Task goal | Which of the lines below holds the string "protocol"? Copy every line that does.

(Dataset entries)
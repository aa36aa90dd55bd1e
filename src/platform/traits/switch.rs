//! SJA1105 platform capability trait
//!
//! The protocol layer never touches hardware directly. Everything it needs
//! from the embedding environment (the SPI bus, the chip select and reset
//! lines, delays, a clock, a mutex, a CRC engine and a log sink) is reached
//! through this single trait.

use crate::platform::Result;

/// Capability set the SJA1105 protocol layer runs on
///
/// The implementing value doubles as the caller's context: it is borrowed by
/// every operation of the device handle and is free to carry whatever state
/// the platform needs. All methods take `&self` so that one handle can be
/// shared between threads or tasks; implementations keep mutable state behind
/// their own interior mutability.
///
/// # Safety Invariants
///
/// - The protocol layer only calls bus, pin and CRC methods while it holds the
///   mutex obtained through [`take_mutex`](Self::take_mutex)
/// - [`give_mutex`](Self::give_mutex) is called exactly once per successful
///   `take_mutex`, on every exit path
/// - Words are 32-bit and go out most significant bit first
/// - Transfer budgets may be enforced at word granularity: a word already on
///   the wire finishes before `SpiError::Timeout` is reported
pub trait Sja1105Platform {
    /// Transmit `words`, discarding whatever is clocked in
    ///
    /// # Errors
    ///
    /// Returns `PlatformError::Spi` if the transfer fails or does not finish
    /// within `timeout_ms`.
    fn transmit(&self, words: &[u32], timeout_ms: u32) -> Result<()>;

    /// Receive `words.len()` words while clocking out zeros
    ///
    /// # Errors
    ///
    /// Returns `PlatformError::Spi` if the transfer fails or does not finish
    /// within `timeout_ms`.
    fn receive(&self, words: &mut [u32], timeout_ms: u32) -> Result<()>;

    /// Full-duplex transfer
    ///
    /// Both buffers must have the same length.
    ///
    /// # Errors
    ///
    /// Returns `PlatformError::Spi(SpiError::LengthMismatch)` for unequal
    /// buffers, `PlatformError::Spi(SpiError::Timeout)` when the transfer
    /// outlasts `timeout_ms`, other `PlatformError::Spi` variants for bus
    /// failures.
    fn transmit_receive(&self, tx: &[u32], rx: &mut [u32], timeout_ms: u32) -> Result<()>;

    /// Drive the chip select line (`true` = asserted)
    fn set_chip_select(&self, active: bool);

    /// Drive the reset line (`false` holds the switch in reset)
    fn set_reset_line(&self, high: bool);

    /// Milliseconds since an arbitrary epoch
    fn now_ms(&self) -> u64;

    /// Busy-wait or sleep for at least `ns` nanoseconds
    fn delay_ns(&self, ns: u32);

    /// Sleep for at least `ms` milliseconds
    fn delay_ms(&self, ms: u32);

    /// Take the device mutex
    ///
    /// # Errors
    ///
    /// Returns `PlatformError::Mutex(MutexError::Timeout)` when the mutex is
    /// still held by another caller after `timeout_ms`.
    fn take_mutex(&self, timeout_ms: u32) -> Result<()>;

    /// Release the device mutex
    fn give_mutex(&self);

    /// Restart CRC accumulation
    fn crc_reset(&self);

    /// Feed `words` into the running CRC and return the updated value
    fn crc_accumulate(&self, words: &[u32]) -> u32;

    /// Diagnostic log sink
    ///
    /// Only called when logging is enabled in the device configuration.
    fn write_log(&self, _message: &str) {}
}

impl<T: Sja1105Platform + ?Sized> Sja1105Platform for &T {
    fn transmit(&self, words: &[u32], timeout_ms: u32) -> Result<()> {
        (**self).transmit(words, timeout_ms)
    }

    fn receive(&self, words: &mut [u32], timeout_ms: u32) -> Result<()> {
        (**self).receive(words, timeout_ms)
    }

    fn transmit_receive(&self, tx: &[u32], rx: &mut [u32], timeout_ms: u32) -> Result<()> {
        (**self).transmit_receive(tx, rx, timeout_ms)
    }

    fn set_chip_select(&self, active: bool) {
        (**self).set_chip_select(active)
    }

    fn set_reset_line(&self, high: bool) {
        (**self).set_reset_line(high)
    }

    fn now_ms(&self) -> u64 {
        (**self).now_ms()
    }

    fn delay_ns(&self, ns: u32) {
        (**self).delay_ns(ns)
    }

    fn delay_ms(&self, ms: u32) {
        (**self).delay_ms(ms)
    }

    fn take_mutex(&self, timeout_ms: u32) -> Result<()> {
        (**self).take_mutex(timeout_ms)
    }

    fn give_mutex(&self) {
        (**self).give_mutex()
    }

    fn crc_reset(&self) {
        (**self).crc_reset()
    }

    fn crc_accumulate(&self, words: &[u32]) -> u32 {
        (**self).crc_accumulate(words)
    }

    fn write_log(&self, message: &str) {
        (**self).write_log(message)
    }
}
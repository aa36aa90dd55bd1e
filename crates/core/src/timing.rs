//! SJA1105 timing constants
//!
//! Durations from the switch datasheet that every sequencing decision is
//! built on. These are protocol constants, not configuration.

/// Reset pin pulse width (5 us)
pub const T_RST_NS: u32 = 5_000;

/// Settle time after a hardware (pin) reset before the first SPI access (329 us)
pub const T_RST_STARTUP_HW_NS: u32 = 329_000;

/// Settle time after a software (register) reset (2 us)
pub const T_RST_STARTUP_SW_NS: u32 = 2_000;

/// Minimum spacing between the control frame and write payload
pub const T_SPI_WR_NS: u32 = 130;

/// Delay between the read control frame and the first data word
pub const T_SPI_CTRL_DATA_NS: u32 = 64;

/// Chip select assertion to first clock edge
pub const T_SPI_LEAD_NS: u32 = 40;

/// Last clock edge to chip select release
pub const T_SPI_LAG_NS: u32 = 40;

/// Number of poll attempts that fit into `timeout_ms` at `interval_ms` spacing
///
/// Always at least one attempt, even with a zero timeout. A zero interval is
/// treated as one millisecond.
pub const fn poll_attempts(timeout_ms: u32, interval_ms: u32) -> u32 {
    let interval = if interval_ms == 0 { 1 } else { interval_ms };
    timeout_ms / interval + 1
}

#[cfg(test)]
mod tests {
    use super::*;

    #[test]
    fn test_poll_attempts() {
        assert_eq!(poll_attempts(100, 1), 101);
        assert_eq!(poll_attempts(100, 10), 11);
        assert_eq!(poll_attempts(0, 1), 1);
        assert_eq!(poll_attempts(5, 0), 6);
    }

    #[test]
    fn test_hw_settle_exceeds_sw_settle() {
        assert!(T_RST_STARTUP_HW_NS > T_RST_STARTUP_SW_NS);
        assert!(T_RST_NS > T_SPI_WR_NS);
    }
}
//! NXP SJA1105 Automotive Ethernet Switch
//!
//! SPI control-plane driver for the SJA1105 family (E, T, P, Q, R, S).
//!
//! ## Features
//!
//! - Register reads (up to 64 words) with optional double-read verification
//! - Register writes and raw full-duplex transfers
//! - Flag reads and bounded polls
//! - Chunked table writes with optional CRC verification
//! - L2 address lookup table range invalidation with resumable progress
//! - Warm, cold and pin resets followed by a readiness poll
//! - Per-device transport counters
//!
//! ## Usage
//!
//! ```ignore
//! use sja1105::devices::sja1105::{Sja1105, Sja1105Config, WriteMode};
//!
//! let switch = Sja1105::new(platform, Sja1105Config::default().with_switch_id(1));
//! switch.cfg_reset()?;
//! switch.write_table(STATIC_CONFIG, &config_blob, WriteMode::Safe)?;
//! switch.l2_lut_invalidate_range(0, 1023)?;
//! ```

mod config;
mod driver;
mod error;
mod flag;
mod io;
mod lut;
pub mod registers;
mod reset;
mod table;

pub use config::{Sja1105Config, DEFAULT_POLL_INTERVAL_MS, DEFAULT_TIMEOUT_MS};
pub use driver::Sja1105;
pub use error::{ArgumentError, LutRangeError, Result, Sja1105Error};
pub use registers::{FlagSpec, RegisterMap};
pub use table::WriteMode;
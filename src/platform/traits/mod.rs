//! Platform abstraction traits
//!
//! This module defines the traits that platform implementations must provide.

pub mod switch;

pub use switch::Sja1105Platform;
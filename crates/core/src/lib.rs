//! sja1105_core - Pure no_std protocol logic for the SJA1105 SPI control plane
//!
//! This crate holds everything about the switch's control-plane protocol that
//! can be computed without touching a bus: the control frame codec, timing
//! constants, table chunk planning, lookup table invalidation planning and
//! status register decoding.
//!
//! # Design Principles
//!
//! - **Zero cfg**: No `#[cfg(feature = ...)]` directives
//! - **Pure no_std**: No std library dependencies outside tests
//! - **Trait abstractions**: Platform services injected via traits
//!
//! # Modules
//!
//! - [`frame`]: SPI control frame encode/decode
//! - [`timing`]: Datasheet timing constants
//! - [`chunk`]: Table write chunk planning
//! - [`lut`]: Lookup table invalidation planning
//! - [`events`]: Transport event counter snapshot
//! - [`status`]: Device ID and configuration status decoding
//! - [`traits`]: Time source abstraction

#![no_std]

pub mod chunk;
pub mod events;
pub mod frame;
pub mod lut;
pub mod status;
pub mod timing;
pub mod traits;
//! Platform-agnostic trait abstractions
//!
//! Trait definitions carry no feature gates. Implementations live in the
//! `sja1105` crate's platform module and its tests.

pub mod time;

pub use time::TimeSource;
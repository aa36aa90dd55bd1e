//! CRC-32 accumulation over SPI words
//!
//! The switch checks its configuration with the IEEE 802.3 CRC-32, computed
//! over the words in the order and byte order they travel on the wire (most
//! significant byte first). Platforms without a hardware CRC unit can back
//! their `crc_reset`/`crc_accumulate` capabilities with [`Crc32Accumulator`].

use crc::{Crc, Digest, CRC_32_ISO_HDLC};

/// CRC32 algorithm (ISO HDLC / Ethernet)
pub static CRC32: Crc<u32> = Crc::<u32>::new(&CRC_32_ISO_HDLC);

/// Calculate the CRC32 of a word sequence in one go
///
/// ```
/// use sja1105::platform::crc::crc32_words;
///
/// // "1234" packed into one big-endian word
/// assert_eq!(crc32_words(&[0x3132_3334]), 0x9be3_e0a3);
/// ```
pub fn crc32_words(words: &[u32]) -> u32 {
    let mut digest = CRC32.digest();
    for word in words {
        digest.update(&word.to_be_bytes());
    }
    digest.finalize()
}

/// Running CRC32 over word chunks
#[derive(Clone)]
pub struct Crc32Accumulator {
    digest: Digest<'static, u32>,
}

impl Crc32Accumulator {
    /// Start a fresh accumulation
    pub fn new() -> Self {
        Self {
            digest: CRC32.digest(),
        }
    }

    /// Discard everything accumulated so far
    pub fn reset(&mut self) {
        self.digest = CRC32.digest();
    }

    /// Feed `words` and return the CRC of everything fed since the last reset
    pub fn accumulate(&mut self, words: &[u32]) -> u32 {
        for word in words {
            self.digest.update(&word.to_be_bytes());
        }
        self.value()
    }

    /// CRC of everything fed since the last reset
    pub fn value(&self) -> u32 {
        self.digest.clone().finalize()
    }
}

impl Default for Crc32Accumulator {
    fn default() -> Self {
        Self::new()
    }
}

#[cfg(test)]
mod tests {
    use super::*;

    #[test]
    fn test_crc32_known_value() {
        assert_eq!(CRC32.checksum(b"123456789"), 0xCBF43926);
        assert_eq!(crc32_words(&[]), 0);
    }

    #[test]
    fn test_accumulate_matches_one_shot() {
        let words = [0xdead_beef, 0x0102_0304, 0, 0xffff_ffff, 0x1234_5678];
        let mut acc = Crc32Accumulator::new();
        acc.accumulate(&words[..2]);
        let chunked = acc.accumulate(&words[2..]);
        assert_eq!(chunked, crc32_words(&words));
    }

    #[test]
    fn test_reset_discards_state() {
        let mut acc = Crc32Accumulator::new();
        acc.accumulate(&[1, 2, 3]);
        acc.reset();
        assert_eq!(acc.accumulate(&[4]), crc32_words(&[4]));
    }

    #[test]
    fn test_word_byte_order_matters() {
        assert_ne!(crc32_words(&[0x0000_0001]), crc32_words(&[0x0100_0000]));
    }
}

Answer for the task |
//! The protocol layer never touches hardware directly. Everything it needs
/// Capability set the SJA1105 protocol layer runs on
/// - The protocol layer only calls bus, pin and CRC methods while it holds the
//! built on. These are protocol constants, not configuration.
//! sja1105_core - Pure no_std protocol logic for the SJA1105 SPI control plane
//! This crate holds everything about the switch's control-plane protocol that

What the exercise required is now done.